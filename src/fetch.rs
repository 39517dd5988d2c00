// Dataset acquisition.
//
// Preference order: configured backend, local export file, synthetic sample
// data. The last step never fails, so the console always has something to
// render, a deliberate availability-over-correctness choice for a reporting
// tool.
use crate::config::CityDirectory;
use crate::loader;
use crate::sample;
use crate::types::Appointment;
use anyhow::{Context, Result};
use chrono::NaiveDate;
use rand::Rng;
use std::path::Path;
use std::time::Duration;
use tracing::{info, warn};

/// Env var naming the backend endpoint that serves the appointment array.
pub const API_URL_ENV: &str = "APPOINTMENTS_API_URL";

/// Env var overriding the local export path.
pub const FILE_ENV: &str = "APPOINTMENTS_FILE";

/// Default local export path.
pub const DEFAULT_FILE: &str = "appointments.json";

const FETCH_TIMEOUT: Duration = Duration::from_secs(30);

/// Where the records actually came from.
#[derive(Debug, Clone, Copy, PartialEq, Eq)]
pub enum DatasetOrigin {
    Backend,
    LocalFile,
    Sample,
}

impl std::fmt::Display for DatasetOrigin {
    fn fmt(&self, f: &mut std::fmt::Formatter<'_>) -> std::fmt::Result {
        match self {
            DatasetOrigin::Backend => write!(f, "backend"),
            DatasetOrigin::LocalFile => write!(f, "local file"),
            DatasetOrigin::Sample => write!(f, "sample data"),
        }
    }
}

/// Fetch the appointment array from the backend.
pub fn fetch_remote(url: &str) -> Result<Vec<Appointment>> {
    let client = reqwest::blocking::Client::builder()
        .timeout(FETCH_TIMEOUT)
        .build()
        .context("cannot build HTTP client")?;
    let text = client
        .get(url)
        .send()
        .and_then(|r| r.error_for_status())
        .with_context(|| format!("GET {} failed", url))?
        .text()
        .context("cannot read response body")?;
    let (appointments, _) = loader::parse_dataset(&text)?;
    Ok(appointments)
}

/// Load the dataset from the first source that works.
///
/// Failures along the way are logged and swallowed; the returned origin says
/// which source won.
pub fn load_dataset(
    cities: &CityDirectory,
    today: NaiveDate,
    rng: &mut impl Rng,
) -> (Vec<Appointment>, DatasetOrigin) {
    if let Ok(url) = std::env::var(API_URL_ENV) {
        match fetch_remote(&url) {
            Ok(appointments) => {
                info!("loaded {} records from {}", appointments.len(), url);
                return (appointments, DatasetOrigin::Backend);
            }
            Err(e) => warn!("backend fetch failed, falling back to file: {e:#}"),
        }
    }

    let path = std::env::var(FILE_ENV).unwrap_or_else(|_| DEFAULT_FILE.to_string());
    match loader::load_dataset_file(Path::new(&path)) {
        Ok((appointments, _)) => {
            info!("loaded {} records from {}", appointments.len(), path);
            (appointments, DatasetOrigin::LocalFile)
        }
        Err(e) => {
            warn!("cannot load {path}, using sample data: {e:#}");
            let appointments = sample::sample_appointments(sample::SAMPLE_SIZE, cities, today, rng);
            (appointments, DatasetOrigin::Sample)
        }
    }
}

__________

What the task requires ▸ Only lines containing the string "that" are needed. Pull each of them out of the records above.

Output of the task ▸
/// Env var naming the backend endpoint that serves the appointment array.
/// Load the dataset from the first source that works.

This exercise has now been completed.